Cellular Functionality

  • Quectel 2G GSM and 3G/4G cellular modems were handled.
  • Cellular call scheduling could be configured to minimise costs in large deployments, with optional SMS alert reception to avoid speculative calls to check for updates.
  • Device BLE beacons and/or events could be relayed to the cloud, configurable per device type.
  • Configuration updates were retrieved from the cloud, using a compact binary format similar to device events, because the limited RAM precluded the use of JSON or similar encoding.
  • Firmware images were downloaded from the cloud in blocks using HTTP ranges, and could be resumed if the cellular connection was lost.

Security

  • Encrypted HTTPS connections were used with trusted TLS certificate verification.
  • Sensor data in device events and BLE beacons was relayed through the repeater without decryption.
  • A separate encryption key for each device was downloaded from a network HSM and used to encrypt requests and responses exchanged over BLE Central connections to it.
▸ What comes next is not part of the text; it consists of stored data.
//! Axum surface: one route per round operation.

use std::sync::Arc;

use axum::{
    Json, Router,
    extract::State,
    http::StatusCode,
    response::{IntoResponse, Response},
    routing::{get, post},
};
use protocol::{Contract, ErrorBody, JoinRequest, SyncRequest, UploadAck, UploadRequest, ValidCodes};

use crate::{coordinator::RoundCoordinator, error::CoordErr};

/// Builds the application router over a shared coordinator.
pub fn router(coordinator: Arc<RoundCoordinator>) -> Router {
    Router::new()
        .route("/join", post(join_handler))
        .route("/sync", post(sync_handler))
        .route("/upload", post(upload_handler))
        .route("/codes", get(codes_handler))
        .with_state(coordinator)
}

/// Boundary conversion: every coordinator error becomes a structured
/// `{"error": ...}` body with its own status code.
impl IntoResponse for CoordErr {
    fn into_response(self) -> Response {
        let status = match self {
            CoordErr::InvalidJoinCode => StatusCode::BAD_REQUEST,
            CoordErr::RoundNotStarted => StatusCode::CONFLICT,
            CoordErr::LengthMismatch { .. } => StatusCode::UNPROCESSABLE_ENTITY,
        };

        (status, Json(ErrorBody::new(self.to_string()))).into_response()
    }
}

async fn join_handler(
    State(coordinator): State<Arc<RoundCoordinator>>,
    Json(request): Json<JoinRequest>,
) -> Result<Json<Contract>, CoordErr> {
    let contract = coordinator.join(&request.join_code, &request.client_identity)?;
    Ok(Json(contract))
}

async fn sync_handler(
    State(coordinator): State<Arc<RoundCoordinator>>,
    Json(request): Json<SyncRequest>,
) -> Result<Json<Contract>, CoordErr> {
    let contract = coordinator.sync(&request.join_code)?;
    Ok(Json(contract))
}

async fn upload_handler(
    State(coordinator): State<Arc<RoundCoordinator>>,
    Json(request): Json<UploadRequest>,
) -> Result<Json<UploadAck>, CoordErr> {
    let ack = coordinator.upload(request)?;
    Ok(Json(ack))
}

async fn codes_handler(State(coordinator): State<Arc<RoundCoordinator>>) -> Json<ValidCodes> {
    Json(ValidCodes {
        valid_codes: coordinator.valid_codes(),
    })
}
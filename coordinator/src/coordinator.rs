use log::{debug, info, warn};
use parking_lot::Mutex;
use protocol::{Contract, UploadAck, UploadRequest};

use crate::{
    aggregate::{AggregationEngine, Strategy},
    codes::JoinCodes,
    config::CoordinatorConfig,
    error::{CoordErr, Result},
    init,
    round::{RoundRecord, Submission},
};

/// The service-facing orchestrator for join, sync and upload.
///
/// Every operation that reads or writes the round record runs under one
/// exclusive lock, held only for in-memory work. Upload is submit plus
/// conditional aggregation inside a single lock scope, so two concurrent
/// uploads can never both observe quorum-not-reached, and a duplicate
/// upload can never be double-counted.
pub struct RoundCoordinator {
    config: CoordinatorConfig,
    codes: JoinCodes,
    engine: AggregationEngine,
    record: Mutex<Option<RoundRecord>>,
}

impl RoundCoordinator {
    /// Creates a coordinator with the default allow-list.
    pub fn new(config: CoordinatorConfig) -> Self {
        Self::with_codes(config, JoinCodes::default())
    }

    /// Creates a coordinator with an explicit join-code allow-list.
    pub fn with_codes(config: CoordinatorConfig, codes: JoinCodes) -> Self {
        let engine = AggregationEngine::new(config.quorum, Strategy::FedAvg);

        Self {
            config,
            codes,
            engine,
            record: Mutex::new(None),
        }
    }

    /// Validates the join code and returns the current contract,
    /// initializing the round on the first-ever join.
    ///
    /// # Errors
    /// Returns `InvalidJoinCode` when the code is not on the allow-list.
    pub fn join(&self, join_code: &str, client_identity: &str) -> Result<Contract> {
        if !self.codes.is_valid(join_code) {
            return Err(CoordErr::InvalidJoinCode);
        }

        let mut guard = self.record.lock();
        if guard.is_none() {
            let shape = self.config.model.clone();
            let global = init::initial_global(&shape, self.config.seed);
            info!(
                params = shape.total_len(),
                quorum = self.engine.quorum();
                "first join, initialized round 1"
            );
            *guard = Some(RoundRecord::new(shape, global)?);
        }

        // Cannot be None past the block above.
        let record = guard.as_ref().ok_or(CoordErr::RoundNotStarted)?;

        info!(client = client_identity, round = record.round_id(); "client joined");
        Ok(self.contract_of(record))
    }

    /// Returns the current contract without mutating any state.
    ///
    /// # Errors
    /// Returns `InvalidJoinCode` for unknown codes and `RoundNotStarted`
    /// before the first join.
    pub fn sync(&self, join_code: &str) -> Result<Contract> {
        if !self.codes.is_valid(join_code) {
            return Err(CoordErr::InvalidJoinCode);
        }

        let guard = self.record.lock();
        let record = guard.as_ref().ok_or(CoordErr::RoundNotStarted)?;

        debug!(round = record.round_id(); "contract synced");
        Ok(self.contract_of(record))
    }

    /// Records a contribution and aggregates if quorum is reached, as one
    /// atomic unit.
    ///
    /// The ack carries the coordinator's present round id, which may already
    /// have advanced past the caller's; callers must treat the ack's round,
    /// not their request's, as authoritative. Uploads naming an older round
    /// are accepted into the current round.
    ///
    /// # Errors
    /// Returns `RoundNotStarted` before the first join and `LengthMismatch`
    /// when the update does not fit the model shape; neither mutates the
    /// pending set.
    pub fn upload(&self, request: UploadRequest) -> Result<UploadAck> {
        let UploadRequest {
            client_id,
            round_id,
            model_update,
            training_metadata,
        } = request;

        let mut guard = self.record.lock();
        let record = guard.as_mut().ok_or(CoordErr::RoundNotStarted)?;

        if round_id != record.round_id() {
            warn!(
                client = client_id.as_str(),
                claimed = round_id,
                current = record.round_id();
                "stale-round upload accepted into current round"
            );
        }

        let submission = record.submit(client_id.clone(), model_update, training_metadata, round_id)?;
        if submission == Submission::Replaced {
            info!(client = client_id.as_str(); "replaced pending contribution");
        }

        if self.engine.aggregate_if_ready(record) {
            info!(
                round = record.round_id(),
                strategy = self.engine.strategy().name();
                "quorum reached, advanced round"
            );
        }

        Ok(UploadAck::received(record.round_id()))
    }

    /// The join-code allow-list, for the diagnostic listing endpoint.
    pub fn valid_codes(&self) -> Vec<String> {
        self.codes.list().to_vec()
    }

    fn contract_of(&self, record: &RoundRecord) -> Contract {
        Contract {
            round_id: record.round_id(),
            model: record.shape().clone(),
            hyperparameters: self.config.hyperparameters,
            columns: self.config.columns.clone(),
            global_vector: record.global().to_vec(),
        }
    }
}
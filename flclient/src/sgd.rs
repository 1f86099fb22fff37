//! Built-in baseline trainer: binary logistic regression with mini-batch
//! SGD.
//!
//! Only the logistic regression shape is trainable in-process; other model
//! kinds come from external trainers behind the same [`LocalTrainer`] seam.

use std::time::Instant;

use log::debug;
use protocol::{Contract, ModelKind, TrainingMetadata};
use rand::{SeedableRng, rngs::StdRng, seq::SliceRandom};

use crate::{
    data::Dataset,
    error::{ClientErr, Result},
    trainer::{LocalTrainer, TrainingOutcome},
};

/// Mini-batch SGD over the sigmoid log-likelihood.
pub struct LogisticSgd {
    rng: StdRng,
}

impl LogisticSgd {
    /// Creates a trainer, optionally seeded for deterministic shuffling.
    pub fn new(seed: Option<u64>) -> Self {
        let rng = match seed {
            Some(seed) => StdRng::seed_from_u64(seed),
            None => StdRng::from_os_rng(),
        };

        Self { rng }
    }
}

fn sigmoid(z: f32) -> f32 {
    1.0 / (1.0 + (-z).exp())
}

fn predict(beta: &[f32], beta_0: f32, row: &[f32]) -> f32 {
    let z: f32 = beta.iter().zip(row).map(|(b, x)| b * x).sum::<f32>() + beta_0;
    sigmoid(z)
}

impl LocalTrainer for LogisticSgd {
    fn train(&mut self, contract: &Contract, dataset: &Dataset) -> Result<TrainingOutcome> {
        if contract.model.kind != ModelKind::LogisticRegression {
            return Err(ClientErr::UnsupportedModel(format!(
                "{:?}",
                contract.model.kind
            )));
        }
        if dataset.is_empty() {
            return Err(ClientErr::EmptyDataset);
        }

        // Flat layout: [beta (input), beta_0 (1)].
        let blocks = protocol::reconstruct(&contract.global_vector, &contract.model)?;
        let mut beta = blocks[0].clone();
        let mut beta_0 = blocks[1][0];

        let width = dataset.features[0].len();
        if width != beta.len() {
            return Err(ClientErr::FeatureWidthMismatch {
                got: width,
                expected: beta.len(),
            });
        }

        let hp = contract.hyperparameters;
        let start = Instant::now();
        let mut indices: Vec<usize> = (0..dataset.len()).collect();

        for epoch in 0..hp.epochs {
            indices.shuffle(&mut self.rng);

            for batch in indices.chunks(hp.batch_size.max(1)) {
                let mut grad_beta = vec![0.0; beta.len()];
                let mut grad_0 = 0.0;

                for &i in batch {
                    let row = &dataset.features[i];
                    let error = predict(&beta, beta_0, row) - dataset.targets[i];

                    for (g, x) in grad_beta.iter_mut().zip(row) {
                        *g += error * x;
                    }
                    grad_0 += error;
                }

                let n = batch.len() as f32;
                for (b, g) in beta.iter_mut().zip(&grad_beta) {
                    *b -= hp.learning_rate * g / n;
                }
                beta_0 -= hp.learning_rate * grad_0 / n;
            }

            debug!(epoch = epoch + 1; "epoch finished");
        }

        let correct = dataset
            .features
            .iter()
            .zip(&dataset.targets)
            .filter(|(row, y)| {
                let label = if predict(&beta, beta_0, row) > 0.5 { 1.0 } else { 0.0 };
                label == **y
            })
            .count();
        let accuracy = correct as f32 / dataset.len() as f32;

        let update = protocol::flatten(&[beta, vec![beta_0]], &contract.model)?;

        Ok(TrainingOutcome {
            update,
            metadata: TrainingMetadata {
                accuracy,
                training_time_secs: start.elapsed().as_secs_f64(),
                epochs: hp.epochs,
            },
        })
    }
}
Configuration and Firmware Server/Database

Although the primary purpose of this was to support online repeater configuration and firmware downloads, it was also able to store beacons and events relayed from devices, to facilitate their development and testing while the customer-facing cloud service was being developed elsewhere.
  • It was based on an Apache web server hosted on a Linux system.
  • A MariaDB database contained repeater configurations, available firmware image details and device data.
  • Custom FastCGI code in C++ handled the binary-encoded device events and repeater configuration requests.
  • A JSON REST API was implemented for the web management interface, and also used by the mobile apps.
  • The web-based management interface was written in HTML5 and JavaScript, using jQuery and jQuery UI and JSON AJAX requests.
  • Configuration and firmware release updates triggered requests to an external SMS gateway to send alerts to the relevant repeaters.

Manufacturing Application

This was developed to automate the factory provisioning and testing of both tracking and sensor devices and repeaters.
  • A barcode scanner was used to input each device's unique serial number, assigned during PCB manufacture.
  • It programmed test firmware onto the device using a JTag connection, which queried hardware component serial numbers and ran factory tests.
  • It initialised the device configuration, including their unique cryptographic keys obtained from the network HSM.
  • For repeaters, current firmware images for common device types were pre-installed, to save them having to be downloaded over cellular after deployment.
  • It then programmed the application firmware onto the device.
  • It reset the device and verified that the firmware advertised its BLE beacon.
  • It then submitted the device manufacturing properties to the cloud database using a JSON REST API and OAuth2 authentication.
  • Finally it submitted a comprehensive manufacturing process log to the cloud.

Prototype Mobile Apps

Metanate produced prototype mobile apps on both iOS and Android to demonstrate the potential of the system. Their functionality included:
  • Retrieval of encryption keys from the network HSM to decrypt sensor readings in device BLE beacons and allow BLE connections to repeaters.
  • Display of BLE beacons received directly from nearby active devices.
  • BLE Central connection to repeaters to query their state and display the devices of which they had knowledge.
  • Retrieval and display of device and repeater manufacturing properties from the cloud database using its JSON REST API.
  • Upload of location and other installation-specific properties to the cloud database.